Jim Cramer的投资25条之四

来源:百度文库 编辑:神马文学网 时间:2024/05/03 13:32:23

Buy Damaged Stocks, Not Damaged Companies

Let’s say Wall Street is holding a sale of solid merchandise that it has to move. And let’s say you take that merchandise home only to find it doesn’t work, has a hole in it or is missing a key part. If we were on Main Street, of course, it wouldn’t matter. There are guarantees and warranties galore on Main Street. You can take anything back.

You can’t return merchandise on Wall Street and get your money back. Nope, no way.

Which is why I always say:

You have to buy damaged stocks, not damaged companies.

Sometimes these buys are easy to discern. In 1998, when Cendant (CD – news – Cramer’s Take) was defrauded by the management of CUC International through a series of bogus financials, the stock went from $36 to $12 in pretty much a straight line. Was that a one-day sale that should be bought? No, that was a damaged company. It took years for Cendant to work its way back into the hearts of investors. Some say it has never recovered.

But when Eastman Chemical (EMN – news – Cramer’s Take – Rating) announced a shortfall in early 2005 because of a problem – a fixable problem – at one of its facilities, that 4-point dip was a classic panic sale, one that you had to buy. The stock subsequently moved up a quick 8 points when the division recovered in the next quarter.

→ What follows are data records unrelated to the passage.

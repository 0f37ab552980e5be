use shipyard::bundle::{FormatRegistry, SecretBundle};
use shipyard::config::{ConfigManager, LogFormat, ObservabilityConfig};
use shipyard::service::{DeployParams, Service};
use std::net::SocketAddr;
use std::path::{Path, PathBuf};
use structopt::StructOpt;
use tokio::sync::mpsc;
use tracing::{error, info, warn};
use tracing_subscriber::EnvFilter;

#[derive(Debug, StructOpt)]
#[structopt(name = "shipyard", about = "Single-slot deployment orchestrator")]
struct Opt {
    /// Path to configuration file
    #[structopt(short, long, parse(from_os_str), env = "SHIPYARD_CONFIG")]
    config: Option<PathBuf>,

    #[structopt(subcommand)]
    command: Command,
}

#[derive(Debug, StructOpt)]
enum Command {
    /// Parse and validate a secret bundle without deploying
    Check {
        /// Bundle file
        #[structopt(short, long, parse(from_os_str))]
        bundle: PathBuf,

        /// Bundle format; defaults to the file extension
        #[structopt(short, long)]
        format: Option<String>,

        /// Print values instead of redacting them
        #[structopt(long)]
        show_values: bool,
    },

    /// Deploy a repository and hold it until interrupted
    Deploy {
        /// Bundle file
        #[structopt(short, long, parse(from_os_str))]
        bundle: PathBuf,

        /// Owning user id
        #[structopt(short, long)]
        user: String,

        /// Project name, published as the subdomain
        #[structopt(short, long)]
        name: String,

        /// Repository URL
        #[structopt(short, long)]
        repo: String,

        /// Bundle format; defaults to the file extension
        #[structopt(short, long)]
        format: Option<String>,

        /// Exit after a successful start, leaving the services running
        #[structopt(long)]
        detach: bool,
    },

    /// Ensure a user's encryption key exists and print its id
    Keys {
        /// User id
        #[structopt(short, long)]
        user: String,
    },
}

#[tokio::main]
async fn main() -> Result<(), Box<dyn std::error::Error>> {
    // Parse command-line arguments
    let opt = Opt::from_args();

    // Load configuration
    let config_manager = match &opt.config {
        Some(path) => Some(ConfigManager::load_from_file(path)?),
        None => None,
    };
    let defaults = ConfigManager::default_config();
    let observability = config_manager
        .as_ref()
        .map(|m| &m.get_config().observability)
        .unwrap_or(&defaults.observability);

    // Initialize tracing
    init_tracing(observability);
    info!("Shipyard {}", env!("CARGO_PKG_VERSION"));
    if let Some(path) = &opt.config {
        info!("Configuration loaded from {}", path.display());
    }

    if observability.metrics.enabled {
        init_metrics(observability)?;
    }

    match opt.command {
        Command::Check {
            bundle,
            format,
            show_values,
        } => {
            let required = config_manager
                .as_ref()
                .map(|m| m.get_config().deployment.required_variables.clone())
                .unwrap_or_else(|| defaults.deployment.required_variables.clone());

            let bundle = read_bundle(&bundle, format)?;
            let settings = bundle.convert(&FormatRegistry::with_defaults(), &required)?;

            for (key, value) in settings.iter() {
                if show_values {
                    println!("{}={}", key, value);
                } else {
                    println!("{}=<redacted>", key);
                }
            }
            info!("Bundle is valid ({} variables)", settings.len());
        }

        Command::Deploy {
            bundle,
            user,
            name,
            repo,
            format,
            detach,
        } => {
            let service = build_service(config_manager)?;
            let params = DeployParams::new(read_bundle(&bundle, format)?, user, name.clone(), repo);

            if !service.start(params).await? {
                error!("{} did not start: the build or the bring-up failed", name);
                service.shutdown().await?;
                return Err(format!("{} did not start", name).into());
            }

            if detach {
                info!("{} is running, detaching", name);
                service.shutdown().await?;
                return Ok(());
            }

            wait_for_shutdown().await?;

            info!("Stopping {}...", name);
            if let Err(e) = service.stop().await {
                warn!("Stop finished with errors: {}", e);
            }
            service.shutdown().await?;
        }

        Command::Keys { user } => {
            let service = build_service(config_manager)?;
            let key_id = service.ensure_key(&user).await?;
            println!("{}", key_id);
            service.shutdown().await?;
        }
    }

    Ok(())
}

fn init_tracing(observability: &ObservabilityConfig) {
    let filter = EnvFilter::try_from_default_env()
        .unwrap_or_else(|_| EnvFilter::new(observability.logging.level.as_directive()));

    match observability.logging.format {
        LogFormat::Json => tracing_subscriber::fmt().json().with_env_filter(filter).init(),
        LogFormat::Plain => tracing_subscriber::fmt().with_env_filter(filter).init(),
    }
}

fn init_metrics(observability: &ObservabilityConfig) -> Result<(), Box<dyn std::error::Error>> {
    let addr: SocketAddr = observability
        .metrics
        .listen_addr
        .as_deref()
        .unwrap_or("127.0.0.1:9000")
        .parse()?;

    metrics_exporter_prometheus::PrometheusBuilder::new()
        .with_http_listener(addr)
        .install()?;
    info!("Prometheus metrics on http://{}/metrics", addr);

    Ok(())
}

fn build_service(config_manager: Option<ConfigManager>) -> Result<Service, Box<dyn std::error::Error>> {
    let mut config_manager = config_manager.ok_or("a configuration file is required (--config or SHIPYARD_CONFIG)")?;
    Ok(Service::from_config_manager(&mut config_manager)?)
}

fn read_bundle(path: &Path, format: Option<String>) -> Result<SecretBundle, Box<dyn std::error::Error>> {
    let format = format
        .or_else(|| path.extension().map(|e| e.to_string_lossy().into_owned()))
        .ok_or("bundle format unknown; pass --format")?;
    let content = std::fs::read_to_string(path)?;
    Ok(SecretBundle::new(content, format))
}

async fn wait_for_shutdown() -> Result<(), Box<dyn std::error::Error>> {
    // Create a shutdown channel
    let (shutdown_tx, mut shutdown_rx) = mpsc::channel::<()>(1);

    // Set up signal handling
    #[cfg(unix)]
    {
        use tokio::signal::unix::{signal, SignalKind};

        let mut sigint = signal(SignalKind::interrupt())?;
        let mut sigterm = signal(SignalKind::terminate())?;

        tokio::spawn(async move {
            tokio::select! {
                _ = sigint.recv() => {
                    info!("Received SIGINT, shutting down...");
                }
                _ = sigterm.recv() => {
                    info!("Received SIGTERM, shutting down...");
                }
            }
            let _ = shutdown_tx.send(()).await;
        });
    }

    #[cfg(not(unix))]
    tokio::spawn(async move {
        if tokio::signal::ctrl_c().await.is_ok() {
            info!("Received Ctrl-C, shutting down...");
        }
        let _ = shutdown_tx.send(()).await;
    });

    // Wait for shutdown signal
    shutdown_rx.recv().await;
    Ok(())
}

Sometimes, the sales on Wall Street aren’t as obvious. I got snookered in 2004 thinking that Nortel’s (NT – news – Cramer’s Take – Rating) accounting problems were a simple sale of a damaged stock, with the company quite whole. In fact, the company was gravely damaged by an accounting fraud, and it has looked doubtful the company would ever recover.

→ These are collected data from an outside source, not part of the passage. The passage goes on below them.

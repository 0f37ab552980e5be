// Network subsystem

/// Free-port reservation
pub mod ports;
/// Host reverse-proxy site file
pub mod proxy;

// Re-exports
pub use ports::{PortAllocator, PortError, PortSet};
pub use proxy::{ProxyError, ProxySite};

And sometimes the sale is so steep that it looks as if something’s dreadfully wrong, when really the problem is something that over the longer term will go away.

How do we know if there is something wrong with the company instead of just the stock? I think that’s too complicated a question. What I like to do is develop a list of stocks I like very much, and when Wall Street holds an en masse sale, I like to step up to the plate. I particularly like to be ready when we have multiple selloffs in the stock market because of events unrelated to the stocks I want to buy, a major shortfall of an important bellwether stock, or perhaps some macro event that doesn’t affect my micro-driven story.

Of course, sometimes you just have to deduce that the company’s fortunes haven’t really changed, and the fundamentals that triggered the selloff (either in the market or in the company) will be something that will reverse themselves shortly. But you never know. Which is, again, why I think that rule no. 3 must be obeyed. If you don’t buy all the stock at once, and if you take your time, it is more likely that you won’t be left holding a huge chunk of merchandise when more bad news comes around the corner.